What you will do:
Filter these entries so that only lines with the word "QueuedTransaction" remain.

Listed records:
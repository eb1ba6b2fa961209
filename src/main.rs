use anyhow::Context;
use clap::Parser;
use rosterd::cli::{self, Cli, Commands};
use rosterd::config::AppConfig;
use rosterd::supervisor::BotSupervisor;
use tracing::{error, info};

mod main_runtime;

use main_runtime::{init_logging, init_logging_simple};

#[tokio::main]
async fn main() -> anyhow::Result<()> {
    let cli = Cli::parse();
    let config = AppConfig::load_from(&cli.config)
        .with_context(|| format!("failed to load config from {}", cli.config))?;

    match cli.command {
        None | Some(Commands::Run) => {
            init_logging(&config.logging);
            if let Err(errors) = config.validate() {
                for e in &errors {
                    error!("Invalid configuration: {}", e);
                }
                anyhow::bail!("{} configuration error(s)", errors.len());
            }

            info!("Starting rosterd");
            let supervisor = BotSupervisor::connect(config).await?;
            supervisor.run().await?;
            info!("rosterd stopped");
        }
        Some(Commands::Status { json }) => {
            init_logging_simple();
            cli::show_status(&config, json).await?;
        }
        Some(Commands::Queue(cmd)) => {
            init_logging_simple();
            cli::run_queue_command(&config, cmd).await?;
        }
        Some(Commands::Lock(cmd)) => {
            init_logging_simple();
            cli::run_lock_command(&config, cmd).await?;
        }
    }

    Ok(())
}
#[cfg(test)]
mod tests {
    use super::*;
    use crate::domain::{FreeAgentMove, TradeApproval};
    use crate::persistence::open_memory_pool;
    use chrono::Duration;

    fn fa(n: u32) -> QueuedTransaction {
        QueuedTransaction::new(
            TransactionPayload::FreeAgentMove(FreeAgentMove {
                team: "Lakers".to_string(),
                drop_player: format!("Drop{}", n),
                sign_player: format!("Sign{}", n),
                bid_amount: n,
                user_id: "user123".to_string(),
                message_id: format!("msg-{}", n),
            }),
            3,
        )
    }

    fn trade() -> QueuedTransaction {
        QueuedTransaction::new(
            TransactionPayload::TradeApproval(TradeApproval {
                message_id: "trade-msg".to_string(),
                team_one: "Lakers".to_string(),
                team_two: "Celtics".to_string(),
                team_one_sends: vec!["A".to_string()],
                team_two_sends: vec!["B".to_string(), "C".to_string()],
                user_id: "admin".to_string(),
            }),
            3,
        )
    }

    async fn store() -> QueueStore {
        QueueStore::from_pool(open_memory_pool().await.unwrap())
    }

    #[tokio::test]
    async fn test_insert_and_get() {
        let store = store().await;
        let tx = trade();
        store.insert(&tx).await.unwrap();

        let loaded = store.get(&tx.id).await.unwrap().unwrap();
        assert_eq!(loaded.payload, tx.payload);
        assert_eq!(loaded.status, TransactionStatus::Queued);
        assert!(store.get("missing").await.unwrap().is_none());
    }

    #[tokio::test]
    async fn test_list_pending_preserves_order_and_filters_kind() {
        let store = store().await;
        let (a, t, b) = (fa(1), trade(), fa(2));
        for tx in [&a, &t, &b] {
            store.insert(tx).await.unwrap();
        }

        let all: Vec<String> = store
            .list_pending(None)
            .await
            .unwrap()
            .into_iter()
            .map(|tx| tx.id)
            .collect();
        assert_eq!(all, vec![a.id.clone(), t.id.clone(), b.id.clone()]);

        let fas = store
            .list_pending(Some(TransactionKind::FreeAgentMove))
            .await
            .unwrap();
        assert_eq!(fas.len(), 2);
        assert_eq!(fas[0].id, a.id);
    }

    #[tokio::test]
    async fn test_claim_only_once() {
        let store = store().await;
        let tx = fa(1);
        store.insert(&tx).await.unwrap();

        let now = Utc::now();
        assert!(store.claim(&tx.id, "A", now).await.unwrap());
        assert!(!store.claim(&tx.id, "B", now).await.unwrap());

        let loaded = store.get(&tx.id).await.unwrap().unwrap();
        assert_eq!(loaded.claimed_by.as_deref(), Some("A"));
    }

    #[tokio::test]
    async fn test_record_failure_until_terminal() {
        let store = store().await;
        let tx = fa(1);
        store.insert(&tx).await.unwrap();
        let now = Utc::now();

        for expected in 1..3u32 {
            assert!(store.claim(&tx.id, "A", now).await.unwrap());
            let (status, retries) = store
                .record_failure(&tx.id, "timeout", now, now)
                .await
                .unwrap()
                .unwrap();
            assert_eq!(status, TransactionStatus::Queued);
            assert_eq!(retries, expected);
        }

        assert!(store.claim(&tx.id, "A", now).await.unwrap());
        let (status, retries) = store
            .record_failure(&tx.id, "timeout", now, now)
            .await
            .unwrap()
            .unwrap();
        assert_eq!(status, TransactionStatus::Failed);
        assert_eq!(retries, 3);

        // Not processing anymore
        assert!(store
            .record_failure(&tx.id, "timeout", now, now)
            .await
            .unwrap()
            .is_none());
        assert!(!store.claim(&tx.id, "A", now).await.unwrap());
    }

    #[tokio::test]
    async fn test_next_due_respects_backoff() {
        let store = store().await;
        let (a, b) = (fa(1), fa(2));
        store.insert(&a).await.unwrap();
        store.insert(&b).await.unwrap();
        let now = Utc::now();

        store.claim(&a.id, "A", now).await.unwrap();
        store
            .record_failure(&a.id, "timeout", now, now + Duration::seconds(30))
            .await
            .unwrap();

        assert_eq!(store.next_due(now).await.unwrap().unwrap().id, b.id);
        assert_eq!(
            store.earliest_next_attempt().await.unwrap().map(to_millis),
            Some(to_millis(b.next_attempt_at))
        );
        store.claim(&b.id, "A", now).await.unwrap();
        assert!(store.next_due(now).await.unwrap().is_none());
        assert_eq!(
            store
                .next_due(now + Duration::seconds(31))
                .await
                .unwrap()
                .unwrap()
                .id,
            a.id
        );
    }

    #[tokio::test]
    async fn test_reclaim_and_release_claims() {
        let store = store().await;
        let (a, b) = (fa(1), fa(2));
        store.insert(&a).await.unwrap();
        store.insert(&b).await.unwrap();
        let t0 = Utc::now();

        store.claim(&a.id, "crashed", t0).await.unwrap();
        store.claim(&b.id, "me", t0 + Duration::seconds(200)).await.unwrap();

        let reclaimed = store
            .reclaim_stale(t0 + Duration::seconds(100), t0 + Duration::seconds(400))
            .await
            .unwrap();
        assert_eq!(reclaimed, 1);
        assert_eq!(
            store.get(&a.id).await.unwrap().unwrap().status,
            TransactionStatus::Queued
        );

        assert_eq!(store.release_claims_by("me", Utc::now()).await.unwrap(), 1);
        assert_eq!(store.stats().await.unwrap().queued, 2);
    }

    #[tokio::test]
    async fn test_reject_requeue_and_purge() {
        let store = store().await;
        let (a, b) = (fa(1), fa(2));
        store.insert(&a).await.unwrap();
        store.insert(&b).await.unwrap();
        let now = Utc::now();

        assert!(store.reject(&a.id, "player already signed", now).await.unwrap());
        let rejected = store.get(&a.id).await.unwrap().unwrap();
        assert_eq!(rejected.status, TransactionStatus::Failed);
        assert_eq!(rejected.retries, 0);

        assert!(store.requeue_failed(&a.id, now).await.unwrap());
        assert!(!store.requeue_failed(&b.id, now).await.unwrap());

        store.claim(&b.id, "A", now).await.unwrap();
        store.complete(&b.id, now).await.unwrap();
        let purged = store
            .purge_terminal_before(now + Duration::seconds(1))
            .await
            .unwrap();
        assert_eq!(purged, 1);
        assert_eq!(store.pending_count().await.unwrap(), 1);
    }

    #[tokio::test]
    async fn test_stats_by_kind_and_status() {
        let store = store().await;
        let (a, b, t) = (fa(1), fa(2), trade());
        for tx in [&a, &b, &t] {
            store.insert(tx).await.unwrap();
        }
        let now = Utc::now();
        store.claim(&a.id, "A", now).await.unwrap();
        store.complete(&a.id, now).await.unwrap();
        store.claim(&t.id, "A", now).await.unwrap();

        let stats = store.stats().await.unwrap();
        assert_eq!(stats.total, 3);
        assert_eq!(stats.completed, 1);
        assert_eq!(stats.processing, 1);
        assert_eq!(stats.queued, 1);
        assert_eq!(stats.free_agent_moves, 1);
        assert_eq!(stats.trade_approvals, 1);
        assert_eq!(stats.pending(), 2);
        assert!(stats.oldest_pending_at.is_some());
    }
}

Your solution:
    fn fa(n: u32) -> QueuedTransaction {
        QueuedTransaction::new(
    fn trade() -> QueuedTransaction {
        QueuedTransaction::new(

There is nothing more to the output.